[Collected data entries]

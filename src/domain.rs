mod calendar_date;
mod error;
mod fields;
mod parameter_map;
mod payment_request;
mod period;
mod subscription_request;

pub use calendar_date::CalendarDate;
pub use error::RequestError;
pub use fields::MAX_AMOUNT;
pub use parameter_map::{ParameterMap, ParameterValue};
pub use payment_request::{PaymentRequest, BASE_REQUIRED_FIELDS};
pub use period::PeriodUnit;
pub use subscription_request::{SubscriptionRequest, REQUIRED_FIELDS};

* * *

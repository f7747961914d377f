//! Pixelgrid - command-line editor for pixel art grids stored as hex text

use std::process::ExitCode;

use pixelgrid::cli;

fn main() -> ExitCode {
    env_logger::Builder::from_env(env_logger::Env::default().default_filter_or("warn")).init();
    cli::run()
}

# Task:
Read the data above. Pull out each line in which the string "period" appears.

# Response to the exercise:
mod period;
pub use period::PeriodUnit;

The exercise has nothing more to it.